▶ Extracted entries
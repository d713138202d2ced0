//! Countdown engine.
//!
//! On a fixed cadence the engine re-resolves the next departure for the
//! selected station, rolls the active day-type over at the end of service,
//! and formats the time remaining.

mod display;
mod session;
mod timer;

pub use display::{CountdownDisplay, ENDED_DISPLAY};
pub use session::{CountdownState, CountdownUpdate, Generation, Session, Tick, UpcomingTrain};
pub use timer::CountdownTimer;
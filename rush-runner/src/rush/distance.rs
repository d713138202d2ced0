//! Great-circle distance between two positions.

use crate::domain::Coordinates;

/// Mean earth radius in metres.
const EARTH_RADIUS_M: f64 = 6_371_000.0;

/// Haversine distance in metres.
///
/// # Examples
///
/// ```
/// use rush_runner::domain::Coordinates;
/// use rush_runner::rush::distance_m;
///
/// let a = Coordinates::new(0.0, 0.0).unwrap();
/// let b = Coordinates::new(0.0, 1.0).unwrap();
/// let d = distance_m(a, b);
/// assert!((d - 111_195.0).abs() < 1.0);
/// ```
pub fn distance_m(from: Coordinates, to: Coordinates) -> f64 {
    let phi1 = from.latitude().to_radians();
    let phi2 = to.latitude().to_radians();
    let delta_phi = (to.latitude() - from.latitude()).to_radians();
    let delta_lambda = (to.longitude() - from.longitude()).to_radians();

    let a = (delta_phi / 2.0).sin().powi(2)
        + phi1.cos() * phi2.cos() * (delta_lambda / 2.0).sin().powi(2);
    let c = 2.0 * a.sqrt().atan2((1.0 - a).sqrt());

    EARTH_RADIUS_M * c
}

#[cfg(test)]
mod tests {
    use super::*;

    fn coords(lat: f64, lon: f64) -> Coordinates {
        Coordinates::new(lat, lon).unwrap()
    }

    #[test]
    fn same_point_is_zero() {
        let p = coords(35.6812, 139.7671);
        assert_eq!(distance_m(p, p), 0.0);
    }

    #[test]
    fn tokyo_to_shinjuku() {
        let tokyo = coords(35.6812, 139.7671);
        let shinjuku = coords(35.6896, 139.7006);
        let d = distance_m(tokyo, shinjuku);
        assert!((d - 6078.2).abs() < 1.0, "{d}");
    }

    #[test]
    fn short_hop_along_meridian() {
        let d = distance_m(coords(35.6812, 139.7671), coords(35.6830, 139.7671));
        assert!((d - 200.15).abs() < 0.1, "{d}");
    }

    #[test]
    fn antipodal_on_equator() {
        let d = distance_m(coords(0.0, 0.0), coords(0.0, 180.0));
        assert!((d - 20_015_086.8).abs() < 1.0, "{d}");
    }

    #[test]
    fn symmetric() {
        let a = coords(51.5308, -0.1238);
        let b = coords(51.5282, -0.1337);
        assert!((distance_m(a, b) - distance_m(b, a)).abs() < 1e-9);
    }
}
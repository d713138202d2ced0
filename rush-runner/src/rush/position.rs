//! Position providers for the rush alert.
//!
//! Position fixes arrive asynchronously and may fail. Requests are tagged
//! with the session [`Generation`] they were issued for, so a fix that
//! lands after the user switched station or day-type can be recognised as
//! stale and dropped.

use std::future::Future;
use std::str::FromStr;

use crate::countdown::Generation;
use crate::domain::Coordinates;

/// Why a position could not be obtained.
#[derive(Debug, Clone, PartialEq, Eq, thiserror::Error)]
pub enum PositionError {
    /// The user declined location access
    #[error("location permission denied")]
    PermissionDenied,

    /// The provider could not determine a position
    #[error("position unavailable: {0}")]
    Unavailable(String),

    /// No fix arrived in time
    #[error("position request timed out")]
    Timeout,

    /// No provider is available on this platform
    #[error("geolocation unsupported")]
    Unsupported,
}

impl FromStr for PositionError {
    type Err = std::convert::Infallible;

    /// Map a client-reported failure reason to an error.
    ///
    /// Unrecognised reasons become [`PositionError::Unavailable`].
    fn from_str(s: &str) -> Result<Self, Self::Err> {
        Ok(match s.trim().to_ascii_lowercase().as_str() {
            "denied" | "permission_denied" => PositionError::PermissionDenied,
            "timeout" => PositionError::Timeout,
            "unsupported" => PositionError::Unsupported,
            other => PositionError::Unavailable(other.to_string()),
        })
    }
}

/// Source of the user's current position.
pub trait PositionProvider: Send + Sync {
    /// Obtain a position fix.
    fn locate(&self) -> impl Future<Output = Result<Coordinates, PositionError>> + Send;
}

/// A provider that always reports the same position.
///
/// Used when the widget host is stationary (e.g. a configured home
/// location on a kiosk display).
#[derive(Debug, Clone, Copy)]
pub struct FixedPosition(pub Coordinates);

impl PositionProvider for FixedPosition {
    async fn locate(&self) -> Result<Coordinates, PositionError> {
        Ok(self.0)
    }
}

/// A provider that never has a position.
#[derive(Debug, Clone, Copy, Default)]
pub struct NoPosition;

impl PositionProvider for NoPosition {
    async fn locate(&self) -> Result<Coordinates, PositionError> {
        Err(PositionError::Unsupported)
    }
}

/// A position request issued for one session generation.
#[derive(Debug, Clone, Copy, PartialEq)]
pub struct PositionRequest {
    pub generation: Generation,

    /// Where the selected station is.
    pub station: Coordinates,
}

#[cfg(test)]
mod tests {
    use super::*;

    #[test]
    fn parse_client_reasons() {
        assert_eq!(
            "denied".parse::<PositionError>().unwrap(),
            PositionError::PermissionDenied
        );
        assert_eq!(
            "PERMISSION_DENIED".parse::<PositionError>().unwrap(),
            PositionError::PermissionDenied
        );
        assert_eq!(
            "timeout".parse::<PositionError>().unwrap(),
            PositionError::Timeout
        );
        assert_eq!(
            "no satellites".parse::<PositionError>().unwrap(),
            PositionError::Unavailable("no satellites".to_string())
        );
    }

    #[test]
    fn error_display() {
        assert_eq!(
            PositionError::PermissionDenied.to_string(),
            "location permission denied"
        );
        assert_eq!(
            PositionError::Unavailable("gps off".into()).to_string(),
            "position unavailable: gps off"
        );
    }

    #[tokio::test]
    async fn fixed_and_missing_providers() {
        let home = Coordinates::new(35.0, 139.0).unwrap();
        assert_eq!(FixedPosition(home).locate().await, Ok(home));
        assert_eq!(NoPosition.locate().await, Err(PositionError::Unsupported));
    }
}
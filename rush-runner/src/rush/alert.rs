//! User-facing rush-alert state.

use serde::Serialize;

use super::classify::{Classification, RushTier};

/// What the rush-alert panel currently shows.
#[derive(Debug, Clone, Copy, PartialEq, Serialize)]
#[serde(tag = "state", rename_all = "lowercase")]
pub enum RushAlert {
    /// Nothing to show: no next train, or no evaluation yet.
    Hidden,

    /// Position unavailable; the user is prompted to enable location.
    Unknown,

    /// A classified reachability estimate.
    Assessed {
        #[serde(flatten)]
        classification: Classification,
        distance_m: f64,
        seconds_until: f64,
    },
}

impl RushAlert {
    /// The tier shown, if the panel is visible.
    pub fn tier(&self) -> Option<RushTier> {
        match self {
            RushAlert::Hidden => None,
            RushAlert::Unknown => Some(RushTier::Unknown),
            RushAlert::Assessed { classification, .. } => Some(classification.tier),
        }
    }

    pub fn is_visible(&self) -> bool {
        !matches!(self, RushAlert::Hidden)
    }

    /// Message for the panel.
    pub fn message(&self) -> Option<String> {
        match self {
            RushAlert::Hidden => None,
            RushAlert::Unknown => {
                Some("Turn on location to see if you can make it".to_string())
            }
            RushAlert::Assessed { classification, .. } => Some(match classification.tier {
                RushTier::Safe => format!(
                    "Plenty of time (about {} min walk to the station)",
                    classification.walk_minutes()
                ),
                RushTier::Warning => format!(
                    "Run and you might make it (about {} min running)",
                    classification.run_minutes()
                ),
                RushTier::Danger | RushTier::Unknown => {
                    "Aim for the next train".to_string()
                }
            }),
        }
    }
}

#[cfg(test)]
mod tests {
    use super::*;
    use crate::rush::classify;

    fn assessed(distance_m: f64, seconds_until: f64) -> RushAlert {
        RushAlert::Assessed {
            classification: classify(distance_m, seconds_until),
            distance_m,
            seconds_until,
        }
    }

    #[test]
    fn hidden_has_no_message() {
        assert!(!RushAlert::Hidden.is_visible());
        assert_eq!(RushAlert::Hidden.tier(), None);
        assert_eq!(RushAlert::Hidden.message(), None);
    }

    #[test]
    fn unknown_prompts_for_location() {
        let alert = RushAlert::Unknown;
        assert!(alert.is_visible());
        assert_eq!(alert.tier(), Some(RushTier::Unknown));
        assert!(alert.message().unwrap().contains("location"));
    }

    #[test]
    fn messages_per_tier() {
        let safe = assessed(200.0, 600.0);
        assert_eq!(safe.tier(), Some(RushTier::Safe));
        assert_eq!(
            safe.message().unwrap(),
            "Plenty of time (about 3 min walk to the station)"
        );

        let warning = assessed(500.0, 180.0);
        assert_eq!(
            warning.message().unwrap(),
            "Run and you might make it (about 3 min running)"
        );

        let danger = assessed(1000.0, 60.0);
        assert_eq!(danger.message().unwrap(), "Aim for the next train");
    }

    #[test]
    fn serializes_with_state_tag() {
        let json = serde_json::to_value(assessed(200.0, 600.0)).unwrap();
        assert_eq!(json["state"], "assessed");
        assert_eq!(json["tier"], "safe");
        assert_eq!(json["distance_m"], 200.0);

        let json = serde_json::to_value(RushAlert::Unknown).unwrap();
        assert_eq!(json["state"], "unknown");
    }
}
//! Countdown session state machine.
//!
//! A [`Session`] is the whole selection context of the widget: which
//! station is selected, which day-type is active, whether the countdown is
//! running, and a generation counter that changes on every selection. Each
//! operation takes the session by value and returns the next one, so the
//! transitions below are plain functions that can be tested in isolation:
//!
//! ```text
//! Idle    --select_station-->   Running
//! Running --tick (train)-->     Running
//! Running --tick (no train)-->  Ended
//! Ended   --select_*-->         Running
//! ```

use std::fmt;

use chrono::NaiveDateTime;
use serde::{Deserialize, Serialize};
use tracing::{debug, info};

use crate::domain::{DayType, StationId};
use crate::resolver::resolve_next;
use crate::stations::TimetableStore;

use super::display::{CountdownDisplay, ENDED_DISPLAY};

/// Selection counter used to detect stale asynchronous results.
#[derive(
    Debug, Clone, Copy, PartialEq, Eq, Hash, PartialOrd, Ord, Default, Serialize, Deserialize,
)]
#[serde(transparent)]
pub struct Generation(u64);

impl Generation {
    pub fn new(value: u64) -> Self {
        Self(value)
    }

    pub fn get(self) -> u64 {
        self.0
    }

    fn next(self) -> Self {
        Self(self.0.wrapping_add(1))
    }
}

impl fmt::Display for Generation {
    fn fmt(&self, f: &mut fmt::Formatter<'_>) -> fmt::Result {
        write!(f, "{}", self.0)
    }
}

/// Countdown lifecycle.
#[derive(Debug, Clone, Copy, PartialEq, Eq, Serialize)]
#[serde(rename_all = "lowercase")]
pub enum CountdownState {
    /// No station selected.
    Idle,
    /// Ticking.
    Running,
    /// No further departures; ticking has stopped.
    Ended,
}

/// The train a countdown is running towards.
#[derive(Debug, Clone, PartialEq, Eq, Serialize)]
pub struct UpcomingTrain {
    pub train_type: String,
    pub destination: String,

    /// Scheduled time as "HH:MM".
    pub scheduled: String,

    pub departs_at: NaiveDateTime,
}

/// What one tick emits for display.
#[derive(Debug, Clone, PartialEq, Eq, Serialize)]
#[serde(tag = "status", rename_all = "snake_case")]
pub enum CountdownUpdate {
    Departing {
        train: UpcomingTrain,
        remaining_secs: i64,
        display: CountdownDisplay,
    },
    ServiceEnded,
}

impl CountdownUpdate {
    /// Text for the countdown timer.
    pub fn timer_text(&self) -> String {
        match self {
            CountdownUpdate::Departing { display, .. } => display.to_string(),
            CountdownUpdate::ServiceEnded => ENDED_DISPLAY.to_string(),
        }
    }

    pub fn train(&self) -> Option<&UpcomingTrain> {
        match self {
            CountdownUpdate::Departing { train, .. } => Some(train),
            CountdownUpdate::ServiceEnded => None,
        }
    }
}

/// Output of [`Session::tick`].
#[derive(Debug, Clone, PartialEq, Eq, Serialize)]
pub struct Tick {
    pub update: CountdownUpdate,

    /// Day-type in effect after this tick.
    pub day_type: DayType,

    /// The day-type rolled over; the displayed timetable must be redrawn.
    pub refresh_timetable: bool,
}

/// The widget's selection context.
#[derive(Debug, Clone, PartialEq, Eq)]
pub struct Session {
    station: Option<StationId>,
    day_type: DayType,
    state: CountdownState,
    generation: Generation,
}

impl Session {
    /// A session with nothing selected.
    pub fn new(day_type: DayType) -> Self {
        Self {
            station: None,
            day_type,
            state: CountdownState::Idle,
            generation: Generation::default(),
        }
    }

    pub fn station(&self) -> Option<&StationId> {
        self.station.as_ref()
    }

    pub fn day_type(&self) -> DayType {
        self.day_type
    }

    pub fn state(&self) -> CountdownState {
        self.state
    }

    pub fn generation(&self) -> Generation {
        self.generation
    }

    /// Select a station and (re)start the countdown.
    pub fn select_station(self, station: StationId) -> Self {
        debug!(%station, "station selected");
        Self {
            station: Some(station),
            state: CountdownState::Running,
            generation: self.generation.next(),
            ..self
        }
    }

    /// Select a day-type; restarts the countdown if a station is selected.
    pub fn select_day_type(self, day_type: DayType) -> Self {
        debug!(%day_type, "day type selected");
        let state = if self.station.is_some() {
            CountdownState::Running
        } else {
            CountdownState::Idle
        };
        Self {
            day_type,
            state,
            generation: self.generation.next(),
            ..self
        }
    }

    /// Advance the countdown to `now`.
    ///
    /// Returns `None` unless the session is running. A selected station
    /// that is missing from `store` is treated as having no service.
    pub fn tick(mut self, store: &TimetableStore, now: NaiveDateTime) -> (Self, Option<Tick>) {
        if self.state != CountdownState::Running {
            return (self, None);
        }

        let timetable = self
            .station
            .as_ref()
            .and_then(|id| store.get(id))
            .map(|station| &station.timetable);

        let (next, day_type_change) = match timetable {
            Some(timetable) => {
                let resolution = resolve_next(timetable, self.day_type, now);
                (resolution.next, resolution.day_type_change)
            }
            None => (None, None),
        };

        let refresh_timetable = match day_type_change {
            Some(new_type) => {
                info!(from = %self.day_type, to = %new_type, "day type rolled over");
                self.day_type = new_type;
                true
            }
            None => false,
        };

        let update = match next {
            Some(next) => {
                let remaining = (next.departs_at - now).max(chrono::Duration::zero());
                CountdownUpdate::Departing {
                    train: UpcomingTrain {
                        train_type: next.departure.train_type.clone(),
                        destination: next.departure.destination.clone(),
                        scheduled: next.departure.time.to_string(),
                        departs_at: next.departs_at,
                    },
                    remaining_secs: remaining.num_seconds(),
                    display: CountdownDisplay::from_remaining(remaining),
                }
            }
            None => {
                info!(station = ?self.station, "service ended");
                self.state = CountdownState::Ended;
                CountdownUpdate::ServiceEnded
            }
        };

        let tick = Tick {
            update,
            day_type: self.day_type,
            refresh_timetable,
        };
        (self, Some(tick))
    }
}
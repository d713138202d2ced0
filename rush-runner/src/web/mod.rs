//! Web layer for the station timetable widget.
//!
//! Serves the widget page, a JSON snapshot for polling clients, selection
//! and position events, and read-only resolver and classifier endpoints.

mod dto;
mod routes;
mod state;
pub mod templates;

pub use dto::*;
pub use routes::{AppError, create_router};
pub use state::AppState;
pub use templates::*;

▶ Your instructions
Answer with one number only, the count of lines in the entries above that hold the string "engine".

▶ Answer below
2